Reynolds went on to spearhead a new project on ciliary structure as a collaboration between Dr. Sui’s lab and the lab of University of Scranton biology professor George Gomez, Ph.D., where he conducts research as part of the University’s Faculty-Student Research and Honors programs.

Reynolds has delivered oral presentations of his research at the Wadsworth Center Undergraduate Symposium in 2015 and 2016. He has presented posters on his research with Dr. Gomez at the 2015 American Society for Cell Biology Meeting in San Diego, California, for which he received a competitive travel award from the American Society for Cell Biology. He also presented his poster at Scranton’s Celebration of Student Scholars and its Medical Alumni Council Alumni Symposium in 2016.

Reynolds said his professors at Scranton have always “pushed me to do more than I thought I could. They pushed me to go outside my comfort zones academically, which has allowed me to do more.”
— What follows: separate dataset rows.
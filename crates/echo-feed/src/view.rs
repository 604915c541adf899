//! Page cursor management and per-feed view state.
//!
//! Each feed instance (home tab, profile history, search results) owns one
//! [`FeedView`]: an explicit state struct updated by reducer-style
//! transitions driven by fetch and mutation results, independent of any UI
//! lifecycle. Responses carry a generation token so a page fetched for a
//! superseded filter configuration is discarded, never applied.

use std::collections::HashSet;

use uuid::Uuid;

use crate::engagement::{enrich, EntryCard};
use crate::error::FeedError;
use crate::store::Store;
use crate::visibility::is_visible;
use echo_types::models::{Entry, Scope, Viewer};

/// Fixed page size for every feed window.
pub const PAGE_SIZE: u32 = 10;

/// Query configuration for one feed instance.
#[derive(Debug, Clone, Default, PartialEq, Eq)]
pub struct FeedFilter {
    /// Scope tab. `None` shows every visible scope.
    pub scope: Option<Scope>,
    /// Restrict to one author (profile history).
    pub author: Option<Uuid>,
    /// Substring search over headline and reflection.
    pub search: Option<String>,
}

/// One fetched window plus the "more available" signal. `has_more` is
/// derived from whether the page came back full; a concurrent deletion can
/// make a full page the true last one, which is an accepted approximation.
#[derive(Debug, Clone)]
pub struct FeedPage {
    pub items: Vec<EntryCard>,
    pub has_more: bool,
}

/// Initial load replaces the list (full skeleton); load-more appends
/// (trailing spinner). The two must never be conflated.
#[derive(Debug, Clone, Copy, PartialEq, Eq)]
pub enum LoadPhase {
    Idle,
    InitialLoad,
    LoadingMore,
}

/// Handed out when a load starts; must be presented to apply the result.
/// A token minted before a filter change no longer matches the view's
/// generation and its page is dropped.
#[derive(Debug, Clone, Copy)]
pub struct PageToken {
    generation: u64,
    page: u32,
    replace: bool,
}

impl PageToken {
    pub fn page(&self) -> u32 {
        self.page
    }
}

#[derive(Debug)]
pub struct FeedView {
    viewer: Viewer,
    filter: FeedFilter,
    items: Vec<EntryCard>,
    next_page: u32,
    has_more: bool,
    phase: LoadPhase,
    generation: u64,
}

impl FeedView {
    pub fn new(viewer: Viewer) -> Self {
        Self::with_filter(viewer, FeedFilter::default())
    }

    pub fn with_filter(viewer: Viewer, filter: FeedFilter) -> Self {
        Self {
            viewer,
            filter,
            items: Vec::new(),
            next_page: 0,
            has_more: true,
            phase: LoadPhase::Idle,
            generation: 0,
        }
    }

    pub fn viewer(&self) -> &Viewer {
        &self.viewer
    }

    pub fn filter(&self) -> &FeedFilter {
        &self.filter
    }

    pub fn items(&self) -> &[EntryCard] {
        &self.items
    }

    pub fn has_more(&self) -> bool {
        self.has_more
    }

    pub fn phase(&self) -> LoadPhase {
        self.phase
    }

    pub fn card(&self, entry_id: Uuid) -> Option<&EntryCard> {
        self.items.iter().find(|c| c.entry.id == entry_id)
    }

    pub(crate) fn card_mut(&mut self, entry_id: Uuid) -> Option<&mut EntryCard> {
        self.items.iter_mut().find(|c| c.entry.id == entry_id)
    }

    pub(crate) fn replace_card(&mut self, entry_id: Uuid, card: EntryCard) {
        if let Some(slot) = self.card_mut(entry_id) {
            *slot = card;
        }
    }

    pub(crate) fn remove_card(&mut self, entry_id: Uuid) {
        self.items.retain(|c| c.entry.id != entry_id);
    }

    /// Switch the query configuration: back to page 0, accumulated items
    /// discarded, and any in-flight response invalidated.
    pub fn set_filter(&mut self, filter: FeedFilter) {
        if filter == self.filter {
            return;
        }
        self.filter = filter;
        self.reset();
    }

    fn reset(&mut self) {
        self.items.clear();
        self.next_page = 0;
        self.has_more = true;
        self.phase = LoadPhase::Idle;
        self.generation += 1;
    }

    /// Start a load that replaces the current list.
    pub fn begin_initial_load(&mut self) -> PageToken {
        self.phase = LoadPhase::InitialLoad;
        PageToken {
            generation: self.generation,
            page: 0,
            replace: true,
        }
    }

    /// Start appending the next page. `None` when there is nothing further
    /// to fetch or a load is already running.
    pub fn begin_load_more(&mut self) -> Option<PageToken> {
        if !self.has_more || self.phase != LoadPhase::Idle {
            return None;
        }
        self.phase = LoadPhase::LoadingMore;
        Some(PageToken {
            generation: self.generation,
            page: self.next_page,
            replace: false,
        })
    }

    /// Apply a fetched page. Returns false (and changes nothing) when the
    /// token is stale — the filter changed while the request was in flight.
    pub fn apply_page(&mut self, token: PageToken, page: FeedPage) -> bool {
        if token.generation != self.generation {
            tracing::debug!("Discarding stale page {} (superseded filter)", token.page);
            return false;
        }

        if token.replace {
            self.items = page.items;
        } else {
            self.items.extend(page.items);
        }
        self.next_page = token.page + 1;
        self.has_more = page.has_more;
        self.phase = LoadPhase::Idle;
        true
    }

    /// A load failed: drop back to idle so the user can retry. Items and
    /// cursor are untouched.
    pub fn fail_page(&mut self, token: PageToken) {
        if token.generation == self.generation {
            self.phase = LoadPhase::Idle;
        }
    }
}

/// `fetchPage`: one visibility-filtered, engagement-enriched window.
///
/// The store already filters rows to the viewer; the pure predicate runs
/// again here over the decoded scopes so a row that slipped through (or
/// decoded to an unexpected scope) is still dropped. Enrichment and the
/// circle lookup are one batched store call each.
pub async fn fetch_page(
    store: &dyn Store,
    filter: &FeedFilter,
    viewer: &Viewer,
    page_index: u32,
) -> Result<FeedPage, FeedError> {
    // The page index arrives from the query string; an index whose offset
    // overflows u32 is past the end of any feed.
    let Some(offset) = page_index.checked_mul(PAGE_SIZE) else {
        return Ok(FeedPage {
            items: Vec::new(),
            has_more: false,
        });
    };

    let rows = store.fetch_page(filter, viewer, PAGE_SIZE, offset).await?;
    let has_more = rows.len() as u32 == PAGE_SIZE;

    let circles = circle_set(store, &rows, viewer).await?;
    let visible: Vec<Entry> = rows
        .into_iter()
        .filter(|e| is_visible(e, viewer, &circles))
        .collect();

    let items = enrich(store, visible, viewer).await?;
    Ok(FeedPage { items, has_more })
}

/// Batched circle membership for the authors of circle-scoped rows on this
/// page. Anonymous viewers are never members of anything.
pub(crate) async fn circle_set(
    store: &dyn Store,
    rows: &[Entry],
    viewer: &Viewer,
) -> Result<HashSet<Uuid>, FeedError> {
    let Some(viewer_id) = viewer.user_id() else {
        return Ok(HashSet::new());
    };

    let authors: Vec<Uuid> = rows
        .iter()
        .filter(|e| e.scope == Scope::Circle && e.author_id != viewer_id)
        .map(|e| e.author_id)
        .collect::<HashSet<_>>()
        .into_iter()
        .collect();

    if authors.is_empty() {
        return Ok(HashSet::new());
    }
    store.circle_authors(&authors, viewer_id).await
}

/// Drive an initial load end to end: mint a token, fetch, apply.
pub async fn load_initial(view: &mut FeedView, store: &dyn Store) -> Result<(), FeedError> {
    let token = view.begin_initial_load();
    let filter = view.filter.clone();
    let viewer = view.viewer;
    match fetch_page(store, &filter, &viewer, token.page()).await {
        Ok(page) => {
            view.apply_page(token, page);
            Ok(())
        }
        Err(e) => {
            view.fail_page(token);
            Err(e)
        }
    }
}

/// Drive one load-more step. Returns false when there was nothing to load.
pub async fn load_more(view: &mut FeedView, store: &dyn Store) -> Result<bool, FeedError> {
    let Some(token) = view.begin_load_more() else {
        return Ok(false);
    };
    let filter = view.filter.clone();
    let viewer = view.viewer;
    match fetch_page(store, &filter, &viewer, token.page()).await {
        Ok(page) => Ok(view.apply_page(token, page)),
        Err(e) => {
            view.fail_page(token);
            Err(e)
        }
    }
}

#[cfg(test)]
mod tests {
    use super::*;

    fn view() -> FeedView {
        FeedView::new(Viewer::user(Uuid::new_v4()))
    }

    #[test]
    fn filter_change_resets_cursor_and_invalidates_tokens() {
        let mut v = view();
        let token = v.begin_initial_load();

        v.set_filter(FeedFilter {
            scope: Some(Scope::Community),
            ..Default::default()
        });

        // The in-flight response belongs to the old configuration.
        assert!(!v.apply_page(
            token,
            FeedPage {
                items: vec![],
                has_more: true
            }
        ));
        assert_eq!(v.phase(), LoadPhase::Idle);
        assert!(v.items().is_empty());
    }

    #[test]
    fn setting_identical_filter_keeps_state() {
        let mut v = view();
        let token = v.begin_initial_load();
        v.set_filter(FeedFilter::default());
        assert!(v.apply_page(
            token,
            FeedPage {
                items: vec![],
                has_more: false
            }
        ));
        assert!(!v.has_more());
    }

    #[test]
    fn load_more_gated_on_has_more_and_phase() {
        let mut v = view();
        let token = v.begin_initial_load();
        // no second load while one is running
        assert!(v.begin_load_more().is_none());

        v.apply_page(
            token,
            FeedPage {
                items: vec![],
                has_more: false,
            },
        );
        assert!(v.begin_load_more().is_none());
    }

    #[test]
    fn failed_load_returns_to_idle_for_retry() {
        let mut v = view();
        let token = v.begin_initial_load();
        assert_eq!(v.phase(), LoadPhase::InitialLoad);
        v.fail_page(token);
        assert_eq!(v.phase(), LoadPhase::Idle);
    }
}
Reynolds has accepted a position for an internship at The Rockefeller University in New York City this summer.

A Recognized Scholar

A full-tuition Presidential Scholarship recipient at Scranton, Reynolds is a member of Alpha Sigma Nu, the national Jesuit honor society; Sigma Pi Sigma, national physics honor society for physics; and IEEE’s (Institute for Electrical and Electronic Engineers) Eta Kappa Nu honor society. He has been a teaching assistant in several courses, including leadership and civic responsibility and cell biology. He has served as a peer tutor for general chemistry and cellular biology at the University’s Center for Teaching and Learning Excellence. A member of the biology club, chemistry club and IEEE, Reynolds is a staff writer for The Aquinas, the University’s student newspaper, and served as its science and technology editor for 2014-2015. A poem he co-wrote with Alice Chen-Liaw, of the University’s class of 2016, was also published in Esprit, the University’s literary magazine.

A graduate of Vestal High School in New York, Reynolds is a National Merit commended scholar, an AP scholar and an international baccalaureate diploma recipient. He is the son of William and Rosemary Reynolds.

The Goldwater Scholarship Program, which awarded its first scholarships in 1989, was designed to foster and encourage outstanding students to pursue careers in the fields of mathematics, the natural sciences and engineering.